“La valutazione dello Startup Act italiano” è il titolo del Report realizzato dall’Ocse in collaborazione con la Banca d’Italia e presentato la scorsa settimana alla Camera. Lo studio fornisce una valutazione indipendente e approfondita dell’impatto economico e sociale del quadro d’intervento italiano per le imprese innovative (Startup Act), introdotto dal Decreto legge 179 del 2012. La strategia è tesa a creare un ambiente favorevole per le piccole startup innovative attraverso una serie di strumenti complementari, tra cui figurano una modalità di costituzione rapida e gratuita, una procedura di fallimento semplificata, incentivi fiscali per gli investimenti in equity e un sistema pubblico di garanzia per l’accesso al credito bancario.
Sostenere le nuove imprese innovative, siano esse digitali, industriali, artigianali, sociali, legate al commercio o all’agricoltura, come pure ad altri settori dell’economia, significa innanzitutto tentare di innescare un’inversione di tendenza in fatto di crescita economica e di occupazione, in particolare giovanile. Ma significa anche spingere affinché il nostro Paese diventi più veloce e dinamico, capace di tornare a scommettere su nuove energie.
Dall’analisi dei dati emerge come le startup innovative tendano ad incrementare corposamente il proprio valore della produzione già durante il primo anno di partecipazione alla policy. Le imprese innovative che hanno avuto accesso alla policy nel 2015, ad esempio, hanno in media raddoppiato il loro fatturato nel 2016, quelle iscritte nel 2013 e nel 2014 lo hanno triplicato.
La grande maggioranza delle startup continua a presentare valori della produzione inferiori ai 100.000 euro, anche a qualche anno di distanza dall’iscrizione. Una parte non trascurabile di questo gruppo, circa il 20%, supera però tale soglia già a partire dal secondo bilancio. Di conseguenza, il numero di imprese innovative incluse nelle classi di fatturato maggiori risulta in costante aumento. Più di un terzo di tutte le startup iscritte in sezione speciale nel 2013, superano ora i 100.000 euro di produzione annua, e più del 10% i 500.000 euro.
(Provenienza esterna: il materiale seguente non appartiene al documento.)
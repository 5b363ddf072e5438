//! Recursive-descent parser for the regular expression syntax.
//!
//! Grammar, loosest binding first: `|` choice, juxtaposition for sequence,
//! postfix `*` `+` `?`, and `(...)` grouping. Whitespace is ignored and every
//! other character is a literal.

use crate::error::{RegexpError, Result};
use crate::regexp::node::{Operator, RegexNode};

/// Parse `text` into a regular expression tree.
///
/// Returns `Ok(None)` when the input contains nothing but whitespace.
pub fn parse(text: &str) -> Result<Option<RegexNode>> {
    let chars: Vec<char> = text.chars().collect();
    parse_chars(&chars, 0)
}

/// Index of the parenthesis closing the one at `chars[0]`.
fn find_matching_paren(chars: &[char]) -> Option<usize> {
    let mut depth = 0usize;
    for (idx, &c) in chars.iter().enumerate() {
        match c {
            '(' => depth += 1,
            ')' => {
                depth -= 1;
                if depth == 0 {
                    return Some(idx);
                }
            }
            _ => {}
        }
    }
    None
}

fn apply_unary(
    sequence: &mut Vec<RegexNode>,
    operator: Operator,
    position: usize,
) -> Result<()> {
    let back = sequence
        .pop()
        .ok_or(RegexpError::OperatorOnEmptyWord { operator, position })?;
    sequence.push(RegexNode::wrap(operator, back));
    Ok(())
}

/// Move the accumulated sequence into the choice operand list.
fn flush_choice_operand(
    sequence: &mut Vec<RegexNode>,
    choice: &mut Vec<RegexNode>,
    position: usize,
) -> Result<()> {
    if sequence.is_empty() {
        return Err(RegexpError::EmptyChoiceOperand { position }.into());
    }
    choice.push(RegexNode::join(Operator::Sequence, std::mem::take(sequence)));
    Ok(())
}

fn parse_chars(chars: &[char], offset: usize) -> Result<Option<RegexNode>> {
    let mut sequence: Vec<RegexNode> = Vec::new();
    let mut choice: Vec<RegexNode> = Vec::new();
    let mut idx = 0;

    while idx < chars.len() {
        let position = offset + idx;
        match chars[idx] {
            '(' => {
                let close = find_matching_paren(&chars[idx..])
                    .ok_or(RegexpError::UnclosedParenthesis { position })?
                    + idx;
                let inner = parse_chars(&chars[idx + 1..close], position + 1)?
                    .ok_or(RegexpError::EmptyParentheses { position })?;
                sequence.push(inner);
                idx = close;
            }
            ')' => return Err(RegexpError::StrayClosingParenthesis { position }.into()),
            '*' => apply_unary(&mut sequence, Operator::Star, position)?,
            '+' => apply_unary(&mut sequence, Operator::Plus, position)?,
            '?' => apply_unary(&mut sequence, Operator::Option, position)?,
            '|' => flush_choice_operand(&mut sequence, &mut choice, position)?,
            c if c.is_whitespace() => {}
            c => sequence.push(RegexNode::char(c)),
        }
        idx += 1;
    }

    if !choice.is_empty() {
        flush_choice_operand(&mut sequence, &mut choice, offset + chars.len())?;
        return Ok(Some(RegexNode::join(Operator::Choice, choice)));
    }
    if sequence.is_empty() {
        return Ok(None);
    }
    Ok(Some(RegexNode::join(Operator::Sequence, sequence)))
}
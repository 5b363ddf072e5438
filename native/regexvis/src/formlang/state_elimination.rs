//! Regular expression extraction by state elimination.

use crate::automaton::{Automaton, AutomatonTransition, StateId};
use crate::command::Command;
use crate::error::{Error, Result};
use crate::regexp::{Operator, RegexNode};

/// Depth of the optimisation applied to each bypass label.
const BYPASS_OPTIMISE_DEPTH: usize = 1;

/// Make sure the automaton has exactly one final state with no outgoing
/// transitions.
///
/// Returns `None` if it already does, or if no state is final (the language
/// is empty and there is nothing to isolate).
pub fn isolate_final_state(automaton: &mut Automaton) -> Option<Command> {
    let finals = automaton.final_states();
    let needs_isolation = match finals.as_slice() {
        [] => false,
        [only] => automaton.has_outgoing(only.id()),
        _ => true,
    };
    if !needs_isolation {
        return None;
    }

    let isolated = automaton.create_new_state().with_final(true);
    let mut commands = vec![Command::AddState(isolated)];
    for old in &finals {
        commands.push(Command::set_final(automaton, old.id(), false));
        let t = automaton.create_new_transition(old.id(), isolated.id(), RegexNode::epsilon());
        commands.push(Command::AddTransition(t));
    }
    Some(Command::composite(
        format!("Isolate final state {}", isolated.id()),
        commands,
    ))
}

fn choice_of(labels: Vec<RegexNode>) -> Option<RegexNode> {
    if labels.is_empty() {
        None
    } else {
        Some(RegexNode::join(Operator::Choice, labels))
    }
}

/// Remove `state`, replacing each path `u -p-> state -q-> v` by a direct
/// transition `u -> v` labelled `p q`, or `p (l1|...|lk)* q` when `state`
/// has self-loops labelled `l1..lk`.
pub fn eliminate_state(automaton: &mut Automaton, state: StateId) -> Result<Command> {
    let Some(eliminated) = automaton.state(state) else {
        return Err(Error::illegal(format!("state {state} is not part of the automaton")));
    };
    if state == automaton.start_state_id() {
        return Err(Error::illegal("the start state cannot be eliminated"));
    }
    if eliminated.is_final() {
        return Err(Error::illegal(format!("final state {state} cannot be eliminated")));
    }

    let ingoing: Vec<AutomatonTransition> = automaton.ingoing(state).to_vec();
    let outgoing: Vec<AutomatonTransition> = automaton.outgoing(state).to_vec();
    let self_loop = choice_of(
        outgoing
            .iter()
            .filter(|t| t.to() == state)
            .map(|t| t.regex().clone())
            .collect(),
    )
    .map(RegexNode::star);

    let mut bypasses: Vec<(StateId, StateId, RegexNode)> = Vec::new();
    for t_in in ingoing.iter().filter(|t| t.from() != state) {
        for t_out in outgoing.iter().filter(|t| t.to() != state) {
            let mut operands = vec![t_in.regex().clone()];
            operands.extend(self_loop.clone());
            operands.push(t_out.regex().clone());
            let label = RegexNode::join(Operator::Sequence, operands)
                .optimise_to_depth(BYPASS_OPTIMISE_DEPTH);
            let bypass = (t_in.from(), t_out.to(), label);
            if !bypasses.contains(&bypass)
                && !automaton.has_transition_between(bypass.0, bypass.1, &bypass.2)
            {
                bypasses.push(bypass);
            }
        }
    }

    let mut commands = Vec::new();
    for (from, to, label) in bypasses {
        let t = automaton.create_new_transition(from, to, label);
        commands.push(Command::AddTransition(t));
    }
    for t in &ingoing {
        commands.push(Command::RemoveTransition(t.clone()));
    }
    // Self-loops were removed with the ingoing transitions.
    for t in outgoing.iter().filter(|t| t.to() != state) {
        commands.push(Command::RemoveTransition(t.clone()));
    }
    commands.push(Command::RemoveState(eliminated));

    Ok(Command::composite(format!("Eliminate state {state}"), commands))
}

/// States that still have to be eliminated: everything except the start
/// state and final states.
pub fn eliminable_states(automaton: &Automaton) -> Vec<StateId> {
    let start = automaton.start_state_id();
    automaton
        .states()
        .filter(|s| s.id() != start && !s.is_final())
        .map(|s| s.id())
        .collect()
}

/// Read the expression off a fully eliminated automaton.
///
/// The automaton must consist of the start state plus at most one final
/// state without outgoing transitions. Returns `Ok(None)` when the language
/// is empty.
pub fn extracted_regex(automaton: &Automaton) -> Result<Option<RegexNode>> {
    if !eliminable_states(automaton).is_empty() {
        return Err(Error::illegal("intermediate states have not been eliminated yet"));
    }
    let start = automaton.start_state_id();
    let finals = automaton.final_states();
    let loops = choice_of(
        automaton
            .outgoing(start)
            .iter()
            .filter(|t| t.to() == start)
            .map(|t| t.regex().clone())
            .collect(),
    )
    .map(RegexNode::star);

    let final_state = match finals.as_slice() {
        [] => return Ok(None),
        [only] => only.id(),
        _ => return Err(Error::illegal("the final state has not been isolated yet")),
    };
    if final_state == start {
        return Ok(Some(loops.unwrap_or_else(RegexNode::epsilon)));
    }
    if automaton.has_outgoing(final_state) {
        return Err(Error::illegal("the final state has not been isolated yet"));
    }

    let Some(body) = choice_of(
        automaton
            .outgoing(start)
            .iter()
            .filter(|t| t.to() == final_state)
            .map(|t| t.regex().clone())
            .collect(),
    ) else {
        return Ok(None);
    };
    Ok(Some(match loops {
        Some(loops) => RegexNode::join(Operator::Sequence, vec![loops, body]),
        None => body,
    }))
}
//! Step-by-step, reversible conversion between regular expressions and
//! finite automata.
//!
//! A [`Session`] starts from a regular expression on a single transition,
//! breaks it down into an epsilon-NFA, determinizes it, and can read a
//! regular expression back off the automaton by state elimination. Every
//! step is a [`Command`] kept in a [`CommandHistory`], so any point of the
//! conversion can be revisited.

pub mod automaton;
pub mod command;
pub mod config;
pub mod error;
pub mod formlang;
pub mod regexp;
pub mod session;

pub use automaton::{Automaton, AutomatonSnapshot, AutomatonState, AutomatonTransition, StateId};
pub use command::{Command, CommandHistory, HistoryEvent};
pub use config::{EngineConfig, IsolationPolicy};
pub use error::{Error, RegexpError, Result};
pub use regexp::{Operator, RegexNode, parse};
pub use session::Session;
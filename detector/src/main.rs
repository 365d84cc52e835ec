mod cli;

use clap::Parser;
use cli::Args;
use motion_common::config::Config;
use motion_detector::Pipeline;
use tracing::{error, info};

fn main() {
    let args = Args::parse();

    let mut config = match &args.config {
        Some(path) => match Config::load(path) {
            Ok(c) => c,
            Err(e) => {
                eprintln!("Failed to load config from {}: {e}", path.display());
                std::process::exit(1);
            }
        },
        None => Config::default(),
    };
    args.apply(&mut config);
    if let Err(e) = config.validate() {
        eprintln!("{e}");
        std::process::exit(1);
    }

    tracing_subscriber::fmt()
        .with_env_filter(
            tracing_subscriber::EnvFilter::try_from_default_env()
                .unwrap_or_else(|_| config.logging.level.parse().unwrap_or_default()),
        )
        .with_writer(std::io::stderr)
        .init();

    info!(
        video = %args.video.display(),
        workers = config.pipeline.workers,
        queue_capacity = config.pipeline.queue_capacity,
        "starting motion detector"
    );

    let mut source = match motion_source::open(&args.video) {
        Ok(s) => s,
        Err(e) => {
            error!(error = %e, "failed to open video");
            std::process::exit(1);
        }
    };

    let pipeline = Pipeline::new(config);
    let report = match pipeline.run(&mut source) {
        Ok(r) => r,
        Err(e) => {
            error!(error = %e, "motion detection failed");
            std::process::exit(1);
        }
    };

    if args.json {
        match report.to_json() {
            Ok(json) => println!("{json}"),
            Err(e) => {
                error!(error = %e, "failed to serialize report");
                std::process::exit(1);
            }
        }
    } else {
        println!("{report}");
    }
}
La distribuzione territoriale evidenzia una concentrazione più forte al Nord (quasi il 60%), soprattutto in Lombardia, Piemonte ed Emilia Romagna. Le metriche economico-finanziarie espresse da tali imprese confermano come si tratti di società giunte a uno stadio di maturazione più avanzato rispetto alle startup: il valore della produzione aggregato fatto registrare dalle Pmi innovative di cui al momento della redazione di questo testo si dispone dei dati sui bilanci 2016 (l’86% del totale), supera il miliardo di euro (1.316.887.551 euro), il numero complessivo degli addetti (9.313) è assimilabile a quello delle ben più numerose startup innovative, e il capitale sociale depositato è mediamente più ingente.
Nel primo semestre di quest’anno sono 1.626 le startup innovative costituite con la nuova modalità digitale e gratuita, introdotta dal decreto del Mise del 17 febbraio 2016 e operativa a partire dal 20 luglio dello stesso anno. Si tratta di ben 911 imprese in più rispetto ai dodici precedenti e solo nell’ultimo trimestre 2018 le nuove startup registrate online sono state 243.
Sebbene il Rapporto dell’Ocse si concentri unicamente sull’Italia, lo “Startup Act” può essere considerato come una sorta di laboratorio per l’elaborazione di policy a sostegno dell’imprenditorialità innovativa in tutti i Paesi membri dell’Ocse. La valutazione sottolinea che l’impatto dello “Startup Act” sulle imprese beneficiarie è stato complessivamente positivo, ma che sono necessarie azioni complementari in altre aree di policy per realizzare appieno il potenziale delle startup innovative italiane.